The G20/OECD project to introduce a global minimum tax level of 15% is taking shape and moving forward fast, and country responses are progressing slowly.
The Swiss federal government has given the Swiss Federal Tax Administration and the cantonal tax authorities the task of elaborating, in collaboration with interest groups from all Swiss economic sectors, possible Swiss responses.

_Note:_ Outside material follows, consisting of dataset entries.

//! HTTP transport for the MCP server.
//!
//! Two MCP transports are served side by side:
//!
//! - **Streamable HTTP**: `POST /mcp` takes one JSON-RPC frame and answers it
//!   in the response body.
//! - **Legacy SSE**: `GET /sse` returns a single `endpoint` event naming the
//!   message URL (`/message?sessionId=…`), which the client then POSTs to.
//!   `POST /sse` and `POST /message` are aliases of `POST /mcp`.
//!
//! `GET /health` reports liveness and every route answers `OPTIONS`
//! preflights. All responses carry permissive CORS headers.
//!
//! # Threading
//!
//! Handlers run on the transport's worker pool. Parsing and serialisation
//! happen there; routing is marshalled onto the host's main thread through
//! the [`MainThreadDispatcher`] and the handler resumes only to serialise
//! the reply.

use std::sync::atomic::{AtomicBool, Ordering};
use std::sync::Arc;

use axum::body::Bytes;
use axum::extract::{Query, State};
use axum::http::header::{
    HeaderName, ACCESS_CONTROL_ALLOW_HEADERS, ACCESS_CONTROL_ALLOW_METHODS,
    ACCESS_CONTROL_ALLOW_ORIGIN, ACCESS_CONTROL_MAX_AGE, CACHE_CONTROL, CONNECTION, CONTENT_TYPE,
};
use axum::http::{HeaderValue, StatusCode};
use axum::response::{IntoResponse, Response};
use axum::routing::{get, post};
use axum::Router;
use serde::Deserialize;
use serde_json::json;
use tower_http::set_header::SetResponseHeaderLayer;
use tower_http::trace::TraceLayer;
use uuid::Uuid;

use crate::activity::ActivityClock;
use crate::dispatch::MainThreadDispatcher;
use crate::mcp::protocol::{parse_request, JsonRpcResponse};
use crate::mcp::router::RequestRouter;

/// Request bodies longer than this are truncated in debug logs.
const LOG_BODY_LIMIT: usize = 1000;

/// Preflight cache lifetime, in seconds.
const PREFLIGHT_MAX_AGE: &str = "86400";

/// Sent when a response cannot be serialised.
const SERIALISATION_FAILURE_BODY: &str = r#"{"jsonrpc":"2.0","id":null,"error":{"code":-32603,"message":"Internal error: failed to serialise response"}}"#;

const APPLICATION_JSON: &str = "application/json";

/// Shared state of the HTTP front-end.
#[derive(Debug, Clone)]
pub struct TransportState {
    /// Request router, only ever invoked on the main thread.
    pub router: Arc<RequestRouter>,
    /// Marshals routing onto the host's main thread.
    pub dispatcher: MainThreadDispatcher,
    /// Last-request timestamp.
    pub activity: Arc<ActivityClock>,
    /// Host name written into SSE endpoint URLs.
    pub advertised_host: String,
    /// Port the listener is bound to.
    pub port: u16,
    /// Whether the owning server considers itself running.
    pub running: Arc<AtomicBool>,
}

/// Optional query parameters of the message endpoints.
#[derive(Debug, Default, Deserialize)]
struct MessageQuery {
    #[serde(rename = "sessionId")]
    session_id: Option<String>,
}

/// Builds the axum application serving every MCP route.
pub fn app(state: TransportState) -> Router {
    Router::new()
        .route("/mcp", post(handle_message).options(handle_preflight))
        .route("/message", post(handle_message).options(handle_preflight))
        .route(
            "/sse",
            get(handle_sse).post(handle_message).options(handle_preflight),
        )
        .route("/health", get(handle_health).options(handle_preflight))
        .layer(SetResponseHeaderLayer::if_not_present(
            ACCESS_CONTROL_ALLOW_ORIGIN,
            HeaderValue::from_static("*"),
        ))
        .layer(SetResponseHeaderLayer::if_not_present(
            ACCESS_CONTROL_ALLOW_METHODS,
            HeaderValue::from_static("GET, POST, OPTIONS"),
        ))
        .layer(SetResponseHeaderLayer::if_not_present(
            ACCESS_CONTROL_ALLOW_HEADERS,
            HeaderValue::from_static("Content-Type, Accept, Authorization"),
        ))
        .layer(TraceLayer::new_for_http())
        .with_state(Arc::new(state))
}

/// Formats the message endpoint URL advertised to an SSE client.
#[must_use]
pub fn message_endpoint_url(host: &str, port: u16, session_id: &str) -> String {
    format!("http://{host}:{port}/message?sessionId={session_id}")
}

/// Formats the single SSE frame sent on handshake.
#[must_use]
pub fn endpoint_event(url: &str) -> String {
    format!("event: endpoint\ndata: {url}\n\n")
}

async fn handle_message(
    State(state): State<Arc<TransportState>>,
    query: Option<Query<MessageQuery>>,
    body: Bytes,
) -> Response {
    match query {
        Some(Query(MessageQuery {
            session_id: Some(session_id),
        })) => tracing::debug!(session_id = %session_id, "Message for SSE session"),
        Some(_) => {}
        None => tracing::debug!("Ignoring unparseable query string"),
    }

    state.activity.record();

    let Ok(text) = std::str::from_utf8(&body) else {
        tracing::warn!("Request body is not valid UTF-8");
        return json_response(StatusCode::BAD_REQUEST, &JsonRpcResponse::parse_error());
    };

    if text.trim().is_empty() {
        let status = json!({ "status": "ready", "server": state.router.server_info().name });
        return (StatusCode::OK, [(CONTENT_TYPE, APPLICATION_JSON)], status.to_string())
            .into_response();
    }

    tracing::debug!(body = %truncate_for_log(text), "Received request");

    let request = match parse_request(text) {
        Ok(request) => request,
        Err(error) => {
            let status = if error.is_parse_error() {
                StatusCode::BAD_REQUEST
            } else {
                StatusCode::OK
            };
            tracing::debug!(status = %status, "Rejected malformed request");
            return json_response(status, &error);
        }
    };

    let id = request.id.clone();
    let router = Arc::clone(&state.router);
    let response = match state
        .dispatcher
        .run_on_main_async(move || router.route(&request))
        .await
    {
        Ok(response) => response,
        Err(e) => {
            tracing::error!(error = %e, "Failed to run request on the main thread");
            JsonRpcResponse::internal_error(id, &e.to_string())
        }
    };

    json_response(StatusCode::OK, &response)
}

async fn handle_sse(State(state): State<Arc<TransportState>>) -> Response {
    state.activity.record();

    let session_id = Uuid::new_v4().to_string();
    let url = message_endpoint_url(&state.advertised_host, state.port, &session_id);
    tracing::info!(session_id = %session_id, endpoint = %url, "SSE handshake");

    (
        StatusCode::OK,
        [
            (CONTENT_TYPE, "text/event-stream"),
            (CACHE_CONTROL, "no-cache, no-store, must-revalidate"),
            (CONNECTION, "keep-alive"),
            (HeaderName::from_static("x-accel-buffering"), "no"),
        ],
        endpoint_event(&url),
    )
        .into_response()
}

async fn handle_health(State(state): State<Arc<TransportState>>) -> Response {
    let info = state.router.server_info();
    let body = json!({
        "status": "healthy",
        "server": info.name,
        "version": info.version,
        "port": state.port,
        "running": state.running.load(Ordering::Relaxed),
    });

    (StatusCode::OK, [(CONTENT_TYPE, APPLICATION_JSON)], body.to_string()).into_response()
}

async fn handle_preflight() -> Response {
    (
        StatusCode::NO_CONTENT,
        [(ACCESS_CONTROL_MAX_AGE, PREFLIGHT_MAX_AGE)],
    )
        .into_response()
}

fn json_response(status: StatusCode, response: &JsonRpcResponse) -> Response {
    match serde_json::to_string(response) {
        Ok(body) => (status, [(CONTENT_TYPE, APPLICATION_JSON)], body).into_response(),
        Err(e) => {
            tracing::error!(error = %e, "Failed to serialise response");
            (
                StatusCode::OK,
                [(CONTENT_TYPE, APPLICATION_JSON)],
                SERIALISATION_FAILURE_BODY,
            )
                .into_response()
        }
    }
}

fn truncate_for_log(text: &str) -> &str {
    match text.char_indices().nth(LOG_BODY_LIMIT) {
        Some((idx, _)) => &text[..idx],
        None => text,
    }
}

The OECD technical guidance on income inclusion rules and undertaxed payments, which will be published later in 2021, must be translated into Swiss law. The Swiss Parliament meanwhile has tasked the government with other tax reforms:
- The global anti-base erosion (GloBE) rules require affected corporations to achieve jurisdictional minimal taxation of 15% in order to avoid a top-up tax. All covered taxes can be counted towards the 15% tax due and ordinary tax rates on affected corporations may need to be increased. Parliament requests that these increases are based on a ‘cost-neutral’ approach for affected corporations. As such, charges and duties, which are not considered covered taxes, should be reduced accordingly.
- Lowering the administrative burden on Swiss corporations with regard to their financing needs, in particular with regard to the abolition of Swiss withholding taxes on all financing issued from Switzerland, enjoys broad-based agreement in Parliament. Legislation is expected to be passed in the course of this year.
- Abolition of Swiss stamp duties is a further proposal that goes beyond the proposed adjustments to Swiss withholding taxes. The related law passed through Parliament in June 2021 and may, unless a referendum is called, enter into force as soon as 2022.
The global tax environment is changing fast and Switzerland is working quickly to innovate its tax landscape and remain attractive.
Given the broad range of tax reforms and the country’s intention to make the changes to taxes, charges and dues as cost-neutral as possible for corporations, Switzerland remains open for global business.